Cette situation vient nourrir des inquiétudes liées à une certaine perte de liberté d’expression sur les campus. On parle alors de l’avènement du safe space comme outils de censure, de manifestations violentes à l’Université de Berkeley aux États-Unis contre la venue de Milo Yiannopoulos en février 2017, en passant par l’histoire plus récente de Lindsay Shepherd. Cette dernière, chargée de cours à l’Université de Wilfrid Laurier, fut réprimandée pour avoir montré un clip vidéo de Jordan Peterson qui remettait en question l’usage des pronoms « trans ». Ce discours porte sur une apparente polarisation de nos campus vers une culture du politiquement correct dangereux.

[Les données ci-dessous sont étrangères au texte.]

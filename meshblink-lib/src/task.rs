//! Indicator task
//!
//! This module handles:
//! - Router duplicate statistics shared with the mesh stack
//! - The channel the packet dispatch path uses to reach the indicator
//! - The thread that owns the indicator and runs its tick schedule
//!
//! The mesh stack integrates through [`IndicatorHandle`]: the receive path
//! calls [`IndicatorHandle::packet_received`], the router bumps the
//! counters in [`IndicatorHandle::router_stats`], and the ambient lighting
//! owner calls [`IndicatorHandle::ambient_changed`].

use std::io;
use std::sync::atomic::{AtomicU32, Ordering};
use std::sync::mpsc::{self, Receiver, RecvTimeoutError, Sender};
use std::sync::Arc;
use std::thread::JoinHandle;
use std::time::{Duration, Instant};

use log::{debug, info, warn};

use crate::blink::AmbientLighting;
use crate::duplicates::RouterCounters;
use crate::module::{IndicatorModule, MeshPacketInfo, NextTick};
use crate::surface::LedSurface;

/// Messages sent to the indicator task
#[derive(Debug, Clone)]
pub enum IndicatorMessage {
    /// A packet was heard on the radio
    Packet(MeshPacketInfo),
    /// Ambient lighting configuration changed
    AmbientChanged(AmbientLighting),
}

/// Channel sender for messages to the indicator task
pub type IndicatorSender = Sender<IndicatorMessage>;

/// Duplicate counters maintained by the router.
#[derive(Debug, Default)]
pub struct RouterStats {
    rx_dupe: AtomicU32,
    tx_relay_canceled: AtomicU32,
}

impl RouterStats {
    pub fn record_rx_duplicate(&self) {
        self.rx_dupe.fetch_add(1, Ordering::Relaxed);
    }

    pub fn record_relay_canceled(&self) {
        self.tx_relay_canceled.fetch_add(1, Ordering::Relaxed);
    }

    pub fn sample(&self) -> RouterCounters {
        RouterCounters {
            rx_duplicate_count: self.rx_dupe.load(Ordering::Relaxed),
            tx_relay_canceled_count: self.tx_relay_canceled.load(Ordering::Relaxed),
        }
    }
}

/// Everything the indicator task needs besides its channel
pub struct IndicatorTaskContext<S> {
    pub module: IndicatorModule<S>,
    /// This node's number; its own packets never alert
    pub node_num: u32,
    /// Ambient lighting at boot, painted before the first tick
    pub ambient: AmbientLighting,
}

/// Connection to a running indicator task.
pub struct IndicatorHandle {
    tx: IndicatorSender,
    router: Arc<RouterStats>,
    thread: JoinHandle<()>,
}

impl IndicatorHandle {
    /// Report a packet heard on the radio. Never blocks.
    pub fn packet_received(&self, packet: MeshPacketInfo) {
        if self.tx.send(IndicatorMessage::Packet(packet)).is_err() {
            warn!("Indicator task gone, dropping packet 0x{:08x}", packet.id);
        }
    }

    pub fn ambient_changed(&self, ambient: AmbientLighting) {
        if self.tx.send(IndicatorMessage::AmbientChanged(ambient)).is_err() {
            warn!("Indicator task gone, dropping ambient change");
        }
    }

    /// Counters for the router to update
    pub fn router_stats(&self) -> Arc<RouterStats> {
        Arc::clone(&self.router)
    }

    /// A sender for code that outlives this handle's borrow, such as a
    /// packet callback registered with the mesh stack.
    pub fn sender(&self) -> IndicatorSender {
        self.tx.clone()
    }

    /// Close the channel and wait for the task to drain it and exit.
    ///
    /// Senders handed out by [`sender`](Self::sender) keep the task alive
    /// until they are dropped too.
    pub fn shutdown(self) {
        let Self { tx, thread, .. } = self;
        drop(tx);
        if thread.join().is_err() {
            warn!("Indicator task panicked");
        }
    }
}

/// Spawn the indicator task and return its handle.
pub fn spawn_indicator_task<S>(ctx: IndicatorTaskContext<S>) -> io::Result<IndicatorHandle>
where
    S: LedSurface + Send + 'static,
{
    let (tx, rx) = mpsc::channel();
    let router = Arc::new(RouterStats::default());
    let task_router = Arc::clone(&router);
    let thread = std::thread::Builder::new()
        .name("indicator".into())
        .spawn(move || indicator_task(ctx, &task_router, &rx))?;
    Ok(IndicatorHandle { tx, router, thread })
}

/// Run the indicator task.
///
/// Packets are handled as soon as they arrive. Between packets the task
/// sleeps until the deadline the module asked for on its last tick; once
/// the module stops scheduling itself the task only drains the channel.
fn indicator_task<S: LedSurface>(
    ctx: IndicatorTaskContext<S>,
    router: &RouterStats,
    rx: &Receiver<IndicatorMessage>,
) {
    let IndicatorTaskContext {
        mut module,
        node_num,
        mut ambient,
    } = ctx;

    info!("Indicator task started (node 0x{node_num:08x})");
    let started = Instant::now();
    let now_ms = || u64::try_from(started.elapsed().as_millis()).unwrap_or(u64::MAX);

    module.on_ambient_changed(&ambient);

    // First tick runs immediately
    let mut next_tick_at = Some(Instant::now());

    loop {
        let message = match next_tick_at {
            Some(deadline) => {
                match rx.recv_timeout(deadline.saturating_duration_since(Instant::now())) {
                    Ok(message) => Some(message),
                    Err(RecvTimeoutError::Timeout) => None,
                    Err(RecvTimeoutError::Disconnected) => break,
                }
            }
            None => match rx.recv() {
                Ok(message) => Some(message),
                Err(_) => break,
            },
        };

        match message {
            Some(IndicatorMessage::Packet(packet)) => {
                let disposition = module.on_packet_received(&packet, node_num, now_ms());
                debug!("Packet 0x{:08x}: {disposition:?}", packet.id);
            }
            Some(IndicatorMessage::AmbientChanged(new_ambient)) => {
                debug!("Ambient lighting changed: {new_ambient:?}");
                ambient = new_ambient;
                module.on_ambient_changed(&ambient);
            }
            None => {
                next_tick_at = match module.on_tick(now_ms(), Some(router.sample()), &ambient) {
                    NextTick::AfterMs(ms) => Some(Instant::now() + Duration::from_millis(ms)),
                    NextTick::Never => {
                        info!("Indicator stopped scheduling ticks");
                        None
                    }
                };
            }
        }
    }

    info!("Indicator channel closed, exiting task");
}
//! Port number classification and the alert color table
//!
//! Every mesh packet carries an application port number. Ports are grouped
//! into classes that share one enable flag, while the color is chosen per
//! port so that, for example, position and node-info packets are told apart.

use crate::color::AlertColor;
use crate::config::AlertFlags;

/// Application port number of a mesh packet.
#[derive(Debug, Clone, Copy, PartialEq, Eq, Hash)]
pub enum PortNum {
    Unknown,
    TextMessage,
    RemoteHardware,
    Position,
    NodeInfo,
    Routing,
    Admin,
    TextMessageCompressed,
    Waypoint,
    Audio,
    DetectionSensor,
    Alert,
    Reply,
    IpTunnel,
    Paxcounter,
    Serial,
    StoreForward,
    RangeTest,
    Telemetry,
    Zps,
    Simulator,
    Traceroute,
    NeighborInfo,
    AtakPlugin,
    MapReport,
    PowerStress,
    Private,
    AtakForwarder,
    /// Any port number this table does not know about. A known number
    /// wrapped here still classifies and colors as its named port.
    Other(u32),
}

impl From<u32> for PortNum {
    fn from(n: u32) -> Self {
        match n {
            0 => Self::Unknown,
            1 => Self::TextMessage,
            2 => Self::RemoteHardware,
            3 => Self::Position,
            4 => Self::NodeInfo,
            5 => Self::Routing,
            6 => Self::Admin,
            7 => Self::TextMessageCompressed,
            8 => Self::Waypoint,
            9 => Self::Audio,
            10 => Self::DetectionSensor,
            11 => Self::Alert,
            32 => Self::Reply,
            33 => Self::IpTunnel,
            34 => Self::Paxcounter,
            64 => Self::Serial,
            65 => Self::StoreForward,
            66 => Self::RangeTest,
            67 => Self::Telemetry,
            68 => Self::Zps,
            69 => Self::Simulator,
            70 => Self::Traceroute,
            71 => Self::NeighborInfo,
            72 => Self::AtakPlugin,
            73 => Self::MapReport,
            74 => Self::PowerStress,
            256 => Self::Private,
            257 => Self::AtakForwarder,
            other => Self::Other(other),
        }
    }
}

impl From<PortNum> for u32 {
    fn from(port: PortNum) -> Self {
        match port {
            PortNum::Unknown => 0,
            PortNum::TextMessage => 1,
            PortNum::RemoteHardware => 2,
            PortNum::Position => 3,
            PortNum::NodeInfo => 4,
            PortNum::Routing => 5,
            PortNum::Admin => 6,
            PortNum::TextMessageCompressed => 7,
            PortNum::Waypoint => 8,
            PortNum::Audio => 9,
            PortNum::DetectionSensor => 10,
            PortNum::Alert => 11,
            PortNum::Reply => 32,
            PortNum::IpTunnel => 33,
            PortNum::Paxcounter => 34,
            PortNum::Serial => 64,
            PortNum::StoreForward => 65,
            PortNum::RangeTest => 66,
            PortNum::Telemetry => 67,
            PortNum::Zps => 68,
            PortNum::Simulator => 69,
            PortNum::Traceroute => 70,
            PortNum::NeighborInfo => 71,
            PortNum::AtakPlugin => 72,
            PortNum::MapReport => 73,
            PortNum::PowerStress => 74,
            PortNum::Private => 256,
            PortNum::AtakForwarder => 257,
            PortNum::Other(n) => n,
        }
    }
}

/// Alert class of a port; each class has one enable flag.
#[derive(Debug, Clone, Copy, PartialEq, Eq, Hash)]
pub enum PortClass {
    /// Text messages and alerts
    TextMessage,
    /// Position and node info
    Position,
    /// Admin and routing
    Admin,
    Telemetry,
    Other,
}

impl PortNum {
    /// The named variant for `Other(n)` when `n` is a known port.
    #[must_use]
    pub fn normalized(self) -> Self {
        match self {
            Self::Other(n) => Self::from(n),
            known => known,
        }
    }

    #[must_use]
    pub fn class(self) -> PortClass {
        match self.normalized() {
            Self::TextMessage | Self::TextMessageCompressed | Self::Alert => PortClass::TextMessage,
            Self::Position | Self::NodeInfo => PortClass::Position,
            Self::Admin | Self::Routing => PortClass::Admin,
            Self::Telemetry => PortClass::Telemetry,
            _ => PortClass::Other,
        }
    }

    /// Fixed alert color for this port.
    #[must_use]
    pub fn color(self) -> AlertColor {
        match self.normalized() {
            Self::TextMessage | Self::TextMessageCompressed | Self::Alert => AlertColor::RED,
            Self::Position => AlertColor::GREEN,
            Self::NodeInfo => AlertColor::BLUE,
            Self::Telemetry => AlertColor::YELLOW,
            Self::Routing => AlertColor::PURPLE,
            Self::Serial | Self::RangeTest => AlertColor::CYAN,
            Self::Admin | Self::RemoteHardware => AlertColor::ORANGE,
            Self::Traceroute => AlertColor::PINK,
            Self::NeighborInfo => AlertColor::LIGHT_BLUE,
            _ => AlertColor::WHITE,
        }
    }
}

/// Decides whether a port alerts and with which color.
///
/// Holds only the enable flags, which never change after startup, so both
/// answers depend on the port alone.
#[derive(Debug, Clone, Copy, PartialEq, Eq)]
pub struct AlertPolicy {
    flags: AlertFlags,
}

impl AlertPolicy {
    #[must_use]
    pub const fn new(flags: AlertFlags) -> Self {
        Self { flags }
    }

    #[must_use]
    pub fn should_alert(&self, port: PortNum) -> bool {
        match port.class() {
            PortClass::TextMessage => self.flags.text_messages,
            PortClass::Position => self.flags.position,
            PortClass::Admin => self.flags.admin,
            PortClass::Telemetry => self.flags.telemetry,
            PortClass::Other => self.flags.others,
        }
    }

    #[must_use]
    pub fn color_for(&self, port: PortNum) -> AlertColor {
        port.color()
    }
}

Ainsi, le cas du collège de Maisonneuve pourrait-il nous offrir une ouverture sur l’avenir d’un enseignement « aseptisé », dénué de discussions par crainte de l’offense ?
À McGill, nous observons en ce moment des ruptures au sein du campus, provenant notamment d’un vote lors de l’AG de l’AÉUM ayant soulevé des accusations d’antisémitisme. Il y a quelques jours, sortait le rapport mandaté par le bureau de la principale Fortier quant à cet incident, qui concluait ne pas pouvoir « corrobor[er] la notion selon laquelle le vote a été motivé par l’antisémitisme ». Cependant les tensions ne semblent pas pour autant s’être atténuées, alors qu’une grande partie des organisations juives sur le campus co-signaient une lettre ouverte se disant « déçues » par les conclusions du rapport.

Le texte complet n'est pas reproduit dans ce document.